### Task brief:
Here is a block of entries. Write out its lines exactly, from the first through the one containing "pub fn with_targets(mut".

### Data for the task:
────────

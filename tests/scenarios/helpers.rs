//! Test utility functions for ci-runner scenarios

use async_trait::async_trait;
use ci_runner::core::{Pipeline, RunResult, RunStatus, StepState, WorkContext};
use ci_runner::execution::ExecutionEngine;
use ci_runner::toolchain::{CommandOutput, Invocation, ToolError, Toolchain};
use std::collections::BTreeMap;
use std::path::{Path, PathBuf};
use std::sync::{Arc, Mutex};

/// One recorded command invocation
#[derive(Debug, Clone, PartialEq, Eq)]
pub struct Call {
    pub command: String,
    pub working_dir: PathBuf,
    pub env: BTreeMap<String, String>,
}

/// Toolchain that records every invocation instead of spawning anything
///
/// Exit codes are scripted by substring: the first rule whose needle occurs
/// in the command line decides the exit code, everything else exits 0.
#[derive(Clone, Default)]
pub struct MockToolchain {
    calls: Arc<Mutex<Vec<Call>>>,
    rules: Vec<(String, i32)>,
    missing: Vec<String>,
    targets: Vec<String>,
}

impl MockToolchain {
    pub fn new() -> Self {
        Self::default()
    }

    /// Commands containing `needle` exit with `code`
    pub fn exit_with(mut self, needle: &str, code: i32) -> Self {
        self.rules.push((needle.to_string(), code));
        self
    }

    /// Commands starting with `program` cannot be spawned
    pub fn missing_program(mut self, program: &str) -> Self {
        self.missing.push(program.to_string());
        self
    }

    pub fn with_targets(mut self, targets: &[&str]) -> Self {
        self.targets = targets.iter().map(|t| t.to_string()).collect();
        self
    }

    pub fn calls(&self) -> Vec<Call> {
        self.calls.lock().unwrap().clone()
    }

    /// Command lines in invocation order
    pub fn commands(&self) -> Vec<String> {
        self.calls().into_iter().map(|c| c.command).collect()
    }
}

#[async_trait]
impl Toolchain for MockToolchain {
    async fn execute(&self, invocation: &Invocation) -> Result<CommandOutput, ToolError> {
        let command = invocation.command.display();
        self.calls.lock().unwrap().push(Call {
            command: command.clone(),
            working_dir: invocation.working_dir.clone(),
            env: invocation.env.clone(),
        });

        if let Some(program) = self.missing.iter().find(|p| command.starts_with(p.as_str())) {
            return Err(ToolError::Spawn {
                program: program.clone(),
                source: std::io::Error::from(std::io::ErrorKind::NotFound),
            });
        }

        let exit_code = self
            .rules
            .iter()
            .find(|(needle, _)| command.contains(needle.as_str()))
            .map(|(_, code)| *code)
            .unwrap_or(0);

        Ok(CommandOutput {
            exit_code,
            ..Default::default()
        })
    }

    async fn enumerate_targets(&self, _ctx: &WorkContext) -> Vec<String> {
        self.targets.clone()
    }
}

/// Run `pipeline` in `dir` with `toolchain`, keeping a handle on the recorder
pub async fn run_with_mock(pipeline: &Pipeline, dir: &Path, toolchain: &MockToolchain) -> RunResult {
    let engine = ExecutionEngine::new(toolchain.clone());
    engine.run(pipeline, &WorkContext::new(dir)).await
}

pub fn assert_run_succeeded(result: &RunResult) {
    assert!(
        result.is_success(),
        "Expected success, got {:?}",
        result.status
    );
    assert_eq!(result.exit_code(), 0);
}

pub fn assert_failed_at(result: &RunResult, name: &str, exit_code: i32) {
    match &result.status {
        RunStatus::FailedAtStep {
            name: failed,
            exit_code: code,
            ..
        } => {
            assert_eq!(failed, name, "Run failed at the wrong step");
            assert_eq!(*code, exit_code, "Unexpected exit code");
        }
        RunStatus::Success => panic!("Expected failure at {}, run succeeded", name),
    }
    assert_eq!(result.exit_code(), exit_code);
}

pub fn assert_step_tolerated(result: &RunResult, name: &str, exit_code: i32) {
    match result.step(name).map(|s| &s.state) {
        Some(StepState::Tolerated { exit_code: code, .. }) => assert_eq!(*code, exit_code),
        other => panic!("Expected {} to be tolerated, got {:?}", name, other),
    }
}

pub fn assert_step_skipped(result: &RunResult, name: &str) {
    match result.step(name).map(|s| &s.state) {
        Some(StepState::Skipped { .. }) => {}
        other => panic!("Expected {} to be skipped, got {:?}", name, other),
    }
}
//! Execution state models

use crate::markers::MarkerMatch;
use chrono::{DateTime, Utc};
use serde::{Deserialize, Serialize};
use std::path::{Path, PathBuf};
use uuid::Uuid;

/// State of a single step within a run
#[derive(Debug, Clone, Serialize, Deserialize)]
pub enum StepState {
    /// Step exited zero
    Completed {
        started_at: DateTime<Utc>,
        completed_at: DateTime<Utc>,
    },
    /// Step exited non-zero but is allowed to
    Tolerated {
        exit_code: i32,
        error: String,
        started_at: DateTime<Utc>,
        completed_at: DateTime<Utc>,
    },
    /// Step exited non-zero and stopped the run
    Failed {
        exit_code: i32,
        error: String,
        started_at: DateTime<Utc>,
        failed_at: DateTime<Utc>,
    },
    /// Step was not run
    Skipped { reason: String },
}

impl StepState {
    /// Exit code of a step that ran and failed
    pub fn exit_code(&self) -> Option<i32> {
        match self {
            StepState::Completed { .. } => Some(0),
            StepState::Tolerated { exit_code, .. } | StepState::Failed { exit_code, .. } => {
                Some(*exit_code)
            }
            StepState::Skipped { .. } => None,
        }
    }

    /// Whether the step's command was actually invoked
    pub fn was_executed(&self) -> bool {
        matches!(
            self,
            StepState::Completed { .. } | StepState::Tolerated { .. } | StepState::Failed { .. }
        )
    }
}

/// Record of one visited step
#[derive(Debug, Clone, Serialize, Deserialize)]
pub struct StepRecord {
    /// Position in declaration order
    pub index: usize,

    /// Step name
    pub name: String,

    /// Final state
    pub state: StepState,

    /// Marker occurrences found by marker steps
    #[serde(default, skip_serializing_if = "Vec::is_empty")]
    pub markers: Vec<MarkerMatch>,

    /// Targets visited by a for-each-target step
    #[serde(default, skip_serializing_if = "Vec::is_empty")]
    pub targets: Vec<String>,

    /// Nested runs started by a fixtures step
    #[serde(default, skip_serializing_if = "Vec::is_empty")]
    pub fixtures: Vec<RunResult>,
}

impl StepRecord {
    pub fn new(index: usize, name: impl Into<String>, state: StepState) -> Self {
        Self {
            index,
            name: name.into(),
            state,
            markers: Vec::new(),
            targets: Vec::new(),
            fixtures: Vec::new(),
        }
    }
}

/// Terminal verdict of a run
#[derive(Debug, Clone, PartialEq, Eq, Serialize, Deserialize)]
#[serde(tag = "status", rename_all = "snake_case")]
pub enum RunStatus {
    /// Every step passed, was tolerated, or was skipped
    Success,
    /// The named step failed and nothing after it ran
    FailedAtStep {
        name: String,
        index: usize,
        exit_code: i32,
    },
}

impl RunStatus {
    pub fn is_success(&self) -> bool {
        matches!(self, RunStatus::Success)
    }

    /// Process exit status for this verdict
    pub fn exit_code(&self) -> i32 {
        match self {
            RunStatus::Success => 0,
            // A failed run never exits 0
            RunStatus::FailedAtStep { exit_code, .. } if *exit_code == 0 => 1,
            RunStatus::FailedAtStep { exit_code, .. } => *exit_code,
        }
    }
}

/// A run in progress
///
/// Only ever advanced by appending the record of the step the cursor just
/// passed; finishing consumes it into a [`RunResult`].
#[derive(Debug, Clone)]
pub struct Run {
    execution_id: Uuid,
    pipeline_name: String,
    working_dir: PathBuf,
    started_at: DateTime<Utc>,
    total_steps: usize,
    records: Vec<StepRecord>,
}

impl Run {
    pub fn new(pipeline_name: impl Into<String>, working_dir: &Path, total_steps: usize) -> Self {
        Self {
            execution_id: Uuid::new_v4(),
            pipeline_name: pipeline_name.into(),
            working_dir: working_dir.to_path_buf(),
            started_at: Utc::now(),
            total_steps,
            records: Vec::with_capacity(total_steps),
        }
    }

    pub fn execution_id(&self) -> Uuid {
        self.execution_id
    }

    /// Append the record of a visited step
    pub fn record(&mut self, record: StepRecord) {
        self.records.push(record);
    }

    /// Close the run with its verdict
    pub fn finish(self, status: RunStatus) -> RunResult {
        let completed_at = Utc::now();

        RunResult {
            execution_id: self.execution_id,
            pipeline_name: self.pipeline_name,
            working_dir: self.working_dir,
            status,
            total_steps: self.total_steps,
            steps: self.records,
            started_at: self.started_at,
            completed_at,
        }
    }
}

/// Reported outcome of a finished run
#[derive(Debug, Clone, Serialize, Deserialize)]
pub struct RunResult {
    pub execution_id: Uuid,
    pub pipeline_name: String,
    pub working_dir: PathBuf,
    pub status: RunStatus,
    pub total_steps: usize,
    pub steps: Vec<StepRecord>,
    pub started_at: DateTime<Utc>,
    pub completed_at: DateTime<Utc>,
}

impl RunResult {
    pub fn is_success(&self) -> bool {
        self.status.is_success()
    }

    pub fn exit_code(&self) -> i32 {
        self.status.exit_code()
    }

    /// Record of a step by name
    pub fn step(&self, name: &str) -> Option<&StepRecord> {
        self.steps.iter().find(|s| s.name == name)
    }

    /// Names of steps whose commands actually ran, in order
    pub fn executed_steps(&self) -> Vec<&str> {
        self.steps
            .iter()
            .filter(|s| s.state.was_executed())
            .map(|s| s.name.as_str())
            .collect()
    }

    /// Names of skipped steps, in order
    pub fn skipped_steps(&self) -> Vec<&str> {
        self.steps
            .iter()
            .filter(|s| matches!(s.state, StepState::Skipped { .. }))
            .map(|s| s.name.as_str())
            .collect()
    }

    /// Names of steps that failed but were tolerated
    pub fn tolerated_steps(&self) -> Vec<&str> {
        self.steps
            .iter()
            .filter(|s| matches!(s.state, StepState::Tolerated { .. }))
            .map(|s| s.name.as_str())
            .collect()
    }

    pub fn duration(&self) -> std::time::Duration {
        self.completed_at
            .signed_duration_since(self.started_at)
            .to_std()
            .unwrap_or_default()
    }
}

────────

### Solution to this exercise:
filename tests/scenarios/helpers.rs
//! Test utility functions for ci-runner scenarios

use async_trait::async_trait;
use ci_runner::core::{Pipeline, RunResult, RunStatus, StepState, WorkContext};
use ci_runner::execution::ExecutionEngine;
use ci_runner::toolchain::{CommandOutput, Invocation, ToolError, Toolchain};
use std::collections::BTreeMap;
use std::path::{Path, PathBuf};
use std::sync::{Arc, Mutex};

/// One recorded command invocation
#[derive(Debug, Clone, PartialEq, Eq)]
pub struct Call {
    pub command: String,
    pub working_dir: PathBuf,
    pub env: BTreeMap<String, String>,
}

/// Toolchain that records every invocation instead of spawning anything
///
/// Exit codes are scripted by substring: the first rule whose needle occurs
/// in the command line decides the exit code, everything else exits 0.
#[derive(Clone, Default)]
pub struct MockToolchain {
    calls: Arc<Mutex<Vec<Call>>>,
    rules: Vec<(String, i32)>,
    missing: Vec<String>,
    targets: Vec<String>,
}

impl MockToolchain {
    pub fn new() -> Self {
        Self::default()
    }

    /// Commands containing `needle` exit with `code`
    pub fn exit_with(mut self, needle: &str, code: i32) -> Self {
        self.rules.push((needle.to_string(), code));
        self
    }

    /// Commands starting with `program` cannot be spawned
    pub fn missing_program(mut self, program: &str) -> Self {
        self.missing.push(program.to_string());
        self
    }

    pub fn with_targets(mut self, targets: &[&str]) -> Self {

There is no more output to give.